YOUR INSTRUCTIONS
Lines with the word "reason" in them must be copied from the records below.

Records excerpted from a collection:
__________

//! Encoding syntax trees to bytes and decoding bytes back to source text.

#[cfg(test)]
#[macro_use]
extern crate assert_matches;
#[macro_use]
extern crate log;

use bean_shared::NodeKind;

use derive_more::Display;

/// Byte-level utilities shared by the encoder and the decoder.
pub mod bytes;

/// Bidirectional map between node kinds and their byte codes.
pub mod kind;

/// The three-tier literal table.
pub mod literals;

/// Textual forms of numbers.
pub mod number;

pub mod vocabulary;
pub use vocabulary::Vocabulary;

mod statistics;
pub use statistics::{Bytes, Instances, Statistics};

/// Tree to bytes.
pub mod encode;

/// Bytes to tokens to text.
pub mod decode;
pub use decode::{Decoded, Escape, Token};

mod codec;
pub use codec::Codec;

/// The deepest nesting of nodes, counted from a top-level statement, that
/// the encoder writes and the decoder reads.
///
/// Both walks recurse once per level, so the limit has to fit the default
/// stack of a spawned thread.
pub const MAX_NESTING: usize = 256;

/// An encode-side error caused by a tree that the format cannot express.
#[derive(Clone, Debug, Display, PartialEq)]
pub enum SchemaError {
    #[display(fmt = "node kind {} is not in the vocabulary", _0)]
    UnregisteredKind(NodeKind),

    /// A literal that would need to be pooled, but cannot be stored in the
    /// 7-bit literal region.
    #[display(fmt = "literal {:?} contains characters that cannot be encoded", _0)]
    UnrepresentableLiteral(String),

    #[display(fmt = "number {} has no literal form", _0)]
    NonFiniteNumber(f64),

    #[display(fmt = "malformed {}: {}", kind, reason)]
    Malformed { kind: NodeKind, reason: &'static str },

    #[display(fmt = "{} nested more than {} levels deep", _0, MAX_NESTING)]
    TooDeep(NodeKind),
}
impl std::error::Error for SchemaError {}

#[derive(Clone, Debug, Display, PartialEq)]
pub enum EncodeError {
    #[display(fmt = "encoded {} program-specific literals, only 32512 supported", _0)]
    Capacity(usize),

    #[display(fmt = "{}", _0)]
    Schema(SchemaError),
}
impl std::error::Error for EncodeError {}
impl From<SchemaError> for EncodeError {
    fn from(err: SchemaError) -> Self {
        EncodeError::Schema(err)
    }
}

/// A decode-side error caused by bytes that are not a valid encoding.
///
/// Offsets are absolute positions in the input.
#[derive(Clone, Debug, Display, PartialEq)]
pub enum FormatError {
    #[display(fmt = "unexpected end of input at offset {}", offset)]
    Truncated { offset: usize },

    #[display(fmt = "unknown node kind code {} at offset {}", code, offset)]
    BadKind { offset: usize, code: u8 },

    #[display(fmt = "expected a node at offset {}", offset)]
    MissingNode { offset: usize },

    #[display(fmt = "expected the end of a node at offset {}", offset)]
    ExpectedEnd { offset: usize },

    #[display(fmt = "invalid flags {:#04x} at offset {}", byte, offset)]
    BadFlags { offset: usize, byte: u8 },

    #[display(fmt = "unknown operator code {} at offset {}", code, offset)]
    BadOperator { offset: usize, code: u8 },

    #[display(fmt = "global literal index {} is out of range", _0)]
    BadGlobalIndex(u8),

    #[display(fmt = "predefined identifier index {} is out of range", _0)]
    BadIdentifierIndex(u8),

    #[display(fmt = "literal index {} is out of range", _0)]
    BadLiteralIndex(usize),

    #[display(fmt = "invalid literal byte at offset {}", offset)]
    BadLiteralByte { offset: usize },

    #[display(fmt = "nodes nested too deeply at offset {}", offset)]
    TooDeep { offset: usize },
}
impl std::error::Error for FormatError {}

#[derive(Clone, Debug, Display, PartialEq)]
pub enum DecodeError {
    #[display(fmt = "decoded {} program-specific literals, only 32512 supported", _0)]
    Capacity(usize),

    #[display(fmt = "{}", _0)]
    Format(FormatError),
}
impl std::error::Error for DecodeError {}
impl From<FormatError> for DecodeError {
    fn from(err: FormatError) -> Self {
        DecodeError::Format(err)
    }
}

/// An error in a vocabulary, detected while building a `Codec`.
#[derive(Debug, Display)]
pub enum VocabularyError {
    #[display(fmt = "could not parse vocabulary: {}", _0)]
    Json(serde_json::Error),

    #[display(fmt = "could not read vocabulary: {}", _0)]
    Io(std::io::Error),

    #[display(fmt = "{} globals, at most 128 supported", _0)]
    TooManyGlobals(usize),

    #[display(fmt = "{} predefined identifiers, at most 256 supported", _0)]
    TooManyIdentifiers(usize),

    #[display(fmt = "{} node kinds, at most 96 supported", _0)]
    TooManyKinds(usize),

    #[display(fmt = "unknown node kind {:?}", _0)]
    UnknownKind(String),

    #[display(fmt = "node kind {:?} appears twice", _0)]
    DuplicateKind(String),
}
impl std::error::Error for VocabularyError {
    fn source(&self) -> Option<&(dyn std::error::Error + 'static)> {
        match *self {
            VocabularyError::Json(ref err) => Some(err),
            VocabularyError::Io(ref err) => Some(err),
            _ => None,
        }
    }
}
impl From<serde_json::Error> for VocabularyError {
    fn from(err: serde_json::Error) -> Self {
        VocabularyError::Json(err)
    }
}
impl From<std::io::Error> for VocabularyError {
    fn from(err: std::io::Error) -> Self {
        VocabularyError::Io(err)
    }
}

__________

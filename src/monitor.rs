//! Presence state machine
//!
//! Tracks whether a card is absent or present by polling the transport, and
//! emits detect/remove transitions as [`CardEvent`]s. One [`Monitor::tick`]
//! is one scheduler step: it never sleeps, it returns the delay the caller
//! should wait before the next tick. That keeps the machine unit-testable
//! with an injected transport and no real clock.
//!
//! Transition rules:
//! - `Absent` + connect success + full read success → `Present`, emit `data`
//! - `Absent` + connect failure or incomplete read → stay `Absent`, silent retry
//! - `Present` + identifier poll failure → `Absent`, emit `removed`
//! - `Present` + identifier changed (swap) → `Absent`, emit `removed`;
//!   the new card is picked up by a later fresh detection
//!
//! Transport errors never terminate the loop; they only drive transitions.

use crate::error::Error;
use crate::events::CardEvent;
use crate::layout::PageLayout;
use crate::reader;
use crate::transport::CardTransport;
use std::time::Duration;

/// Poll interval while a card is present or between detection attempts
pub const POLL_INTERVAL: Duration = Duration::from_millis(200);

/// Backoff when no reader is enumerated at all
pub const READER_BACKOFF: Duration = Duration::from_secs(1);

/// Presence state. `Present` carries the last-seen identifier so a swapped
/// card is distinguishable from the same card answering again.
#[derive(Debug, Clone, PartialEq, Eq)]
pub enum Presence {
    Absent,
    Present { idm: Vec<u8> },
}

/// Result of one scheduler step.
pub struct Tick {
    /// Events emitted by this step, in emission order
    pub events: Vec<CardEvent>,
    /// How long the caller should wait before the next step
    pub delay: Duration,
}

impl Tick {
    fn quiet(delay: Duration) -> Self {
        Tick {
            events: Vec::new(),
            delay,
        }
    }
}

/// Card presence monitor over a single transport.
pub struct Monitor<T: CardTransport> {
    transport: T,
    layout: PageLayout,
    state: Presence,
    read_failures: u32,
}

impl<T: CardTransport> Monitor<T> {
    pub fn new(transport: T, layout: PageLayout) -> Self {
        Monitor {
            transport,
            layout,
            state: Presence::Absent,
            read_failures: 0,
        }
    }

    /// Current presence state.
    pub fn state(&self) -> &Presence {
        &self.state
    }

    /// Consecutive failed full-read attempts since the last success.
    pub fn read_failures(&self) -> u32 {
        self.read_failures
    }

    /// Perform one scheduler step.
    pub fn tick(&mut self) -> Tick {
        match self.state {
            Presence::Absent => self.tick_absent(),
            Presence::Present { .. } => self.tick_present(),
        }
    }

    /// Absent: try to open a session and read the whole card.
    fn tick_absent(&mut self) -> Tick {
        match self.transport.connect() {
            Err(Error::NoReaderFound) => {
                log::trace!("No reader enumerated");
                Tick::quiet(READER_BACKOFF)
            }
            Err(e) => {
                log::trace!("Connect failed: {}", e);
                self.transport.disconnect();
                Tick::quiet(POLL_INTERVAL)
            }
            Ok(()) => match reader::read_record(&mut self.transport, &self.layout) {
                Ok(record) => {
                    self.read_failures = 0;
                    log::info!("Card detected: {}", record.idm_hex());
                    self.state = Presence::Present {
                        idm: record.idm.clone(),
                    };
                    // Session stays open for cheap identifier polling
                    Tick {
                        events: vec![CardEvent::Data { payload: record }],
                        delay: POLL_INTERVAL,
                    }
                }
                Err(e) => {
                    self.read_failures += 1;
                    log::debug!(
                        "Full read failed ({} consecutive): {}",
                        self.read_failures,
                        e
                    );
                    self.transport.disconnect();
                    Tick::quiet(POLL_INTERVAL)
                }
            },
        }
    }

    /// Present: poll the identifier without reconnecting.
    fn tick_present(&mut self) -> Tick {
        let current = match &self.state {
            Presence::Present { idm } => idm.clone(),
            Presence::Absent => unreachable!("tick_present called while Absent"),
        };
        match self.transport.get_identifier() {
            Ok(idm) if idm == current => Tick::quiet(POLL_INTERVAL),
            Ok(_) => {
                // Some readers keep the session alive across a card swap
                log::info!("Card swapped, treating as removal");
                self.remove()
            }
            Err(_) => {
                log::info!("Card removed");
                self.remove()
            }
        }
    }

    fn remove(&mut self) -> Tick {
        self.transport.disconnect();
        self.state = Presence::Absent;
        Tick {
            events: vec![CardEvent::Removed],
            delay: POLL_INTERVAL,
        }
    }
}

__________

ANSWER FOR THE TASK
    #[display(fmt = "malformed {}: {}", kind, reason)]
    Malformed { kind: NodeKind, reason: &'static str },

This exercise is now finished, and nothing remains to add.